--- Source material Enclosed Below ---

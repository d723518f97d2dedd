//! Background capture of a single key combination.
//!
//! The platform primitive blocks until a combination is pressed, so each
//! capture runs on its own worker thread. At most one session is live: a new
//! [`HotkeyCapture::begin`] cancels the previous session's token, and a late
//! result from a superseded worker is dropped both in the worker and again in
//! [`HotkeyCapture::resolve`].

use std::sync::Arc;
use std::sync::atomic::{AtomicBool, Ordering};
use std::thread;

use openwhisper_core::HotkeyAction;
use thiserror::Error;
use tracing::{debug, info, warn};

use crate::Deliver;

/// Identifies one capture session.
pub type SessionId = u64;

/// Shared flag a primitive can poll to stop early.
#[derive(Debug, Clone, Default)]
pub struct CancelToken(Arc<AtomicBool>);

impl CancelToken {
    pub fn new() -> Self {
        Self::default()
    }

    pub fn cancel(&self) {
        self.0.store(true, Ordering::SeqCst);
    }

    pub fn is_cancelled(&self) -> bool {
        self.0.load(Ordering::SeqCst)
    }
}

#[derive(Debug, Clone, PartialEq, Eq, Error)]
pub enum CaptureError {
    /// The primitive noticed its token was cancelled
    #[error("capture was cancelled")]
    Cancelled,
    /// The platform input hook failed
    #[error("key capture failed: {0}")]
    Platform(String),
}

/// Blocking source of one key combination.
///
/// Implementations should return [`CaptureError::Cancelled`] soon after
/// `cancel` is set if the platform lets them. Ones that cannot are simply
/// abandoned and their result discarded.
pub trait CapturePrimitive: Send + Sync + 'static {
    fn capture_one_combo(&self, cancel: &CancelToken) -> Result<String, CaptureError>;
}

/// Result of a capture session, delivered at most once per session.
#[derive(Debug, Clone, PartialEq, Eq)]
pub enum CaptureOutcome {
    Captured {
        session: SessionId,
        action: HotkeyAction,
        combo: String,
    },
    Failed {
        session: SessionId,
        action: HotkeyAction,
        error: CaptureError,
    },
}

impl CaptureOutcome {
    pub fn session(&self) -> SessionId {
        match self {
            CaptureOutcome::Captured { session, .. } | CaptureOutcome::Failed { session, .. } => {
                *session
            }
        }
    }

    pub fn action(&self) -> HotkeyAction {
        match self {
            CaptureOutcome::Captured { action, .. } | CaptureOutcome::Failed { action, .. } => {
                *action
            }
        }
    }
}

struct ActiveSession {
    id: SessionId,
    action: HotkeyAction,
    cancel: CancelToken,
}

/// Owner of the single in-flight capture.
pub struct HotkeyCapture {
    primitive: Arc<dyn CapturePrimitive>,
    deliver: Deliver<CaptureOutcome>,
    last_session: SessionId,
    active: Option<ActiveSession>,
}

impl HotkeyCapture {
    /// `deliver` is called from the worker thread with each outcome; it
    /// should forward it to the event loop, which passes it to
    /// [`HotkeyCapture::resolve`].
    pub fn new(primitive: Arc<dyn CapturePrimitive>, deliver: Deliver<CaptureOutcome>) -> Self {
        Self {
            primitive,
            deliver,
            last_session: 0,
            active: None,
        }
    }

    /// Starts listening for a combination for `action`, terminating any
    /// capture already in flight.
    pub fn begin(&mut self, action: HotkeyAction) -> Result<SessionId, CaptureError> {
        self.terminate();

        self.last_session += 1;
        let session = self.last_session;
        let cancel = CancelToken::new();

        let primitive = self.primitive.clone();
        let deliver = self.deliver.clone();
        let worker_cancel = cancel.clone();
        thread::Builder::new()
            .name("hotkey-capture".into())
            .spawn(move || run_capture(&*primitive, &worker_cancel, session, action, &deliver))
            .map_err(|e| {
                warn!(action = %action, error = %e, "Failed to spawn hotkey capture worker");
                CaptureError::Platform(e.to_string())
            })?;

        info!(action = %action, session, "Listening for hotkey");
        self.active = Some(ActiveSession {
            id: session,
            action,
            cancel,
        });
        Ok(session)
    }

    /// Accepts an outcome from the event loop. Returns it only if it belongs
    /// to the live session, which then ends.
    pub fn resolve(&mut self, outcome: CaptureOutcome) -> Option<CaptureOutcome> {
        match &self.active {
            Some(active) if active.id == outcome.session() => {
                self.active = None;
                Some(outcome)
            }
            _ => {
                debug!(session = outcome.session(), "Discarding outcome of a finished capture");
                None
            }
        }
    }

    /// Abandons the live capture, if any.
    pub fn cancel(&mut self) {
        self.terminate();
    }

    pub fn is_listening(&self) -> bool {
        self.active.is_some()
    }

    /// The action the live capture is for.
    pub fn listening_for(&self) -> Option<HotkeyAction> {
        self.active.as_ref().map(|active| active.action)
    }

    fn terminate(&mut self) {
        if let Some(active) = self.active.take() {
            debug!(action = %active.action, session = active.id, "Terminating hotkey capture");
            active.cancel.cancel();
        }
    }
}

impl Drop for HotkeyCapture {
    fn drop(&mut self) {
        self.terminate();
    }
}

fn run_capture(
    primitive: &dyn CapturePrimitive,
    cancel: &CancelToken,
    session: SessionId,
    action: HotkeyAction,
    deliver: &Deliver<CaptureOutcome>,
) {
    let result = primitive.capture_one_combo(cancel);

    if cancel.is_cancelled() {
        debug!(session, "Dropping result of a terminated capture");
        return;
    }

    let outcome = match result {
        Ok(combo) => {
            info!(action = %action, combo = %combo, "Hotkey captured");
            CaptureOutcome::Captured {
                session,
                action,
                combo,
            }
        }
        Err(error) => {
            warn!(action = %action, error = %error, "Hotkey capture failed");
            CaptureOutcome::Failed {
                session,
                action,
                error,
            }
        }
    };
    deliver(outcome);
}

--- End of Enclosed Source material ---

• **Brief**: In the data above, which lines have "HotkeyCapture"? Report each of them.

• **Expected answer**:
//! [`HotkeyCapture::begin`] cancels the previous session's token, and a late
//! [`HotkeyCapture::resolve`].
pub struct HotkeyCapture {
impl HotkeyCapture {
    /// [`HotkeyCapture::resolve`].
impl Drop for HotkeyCapture {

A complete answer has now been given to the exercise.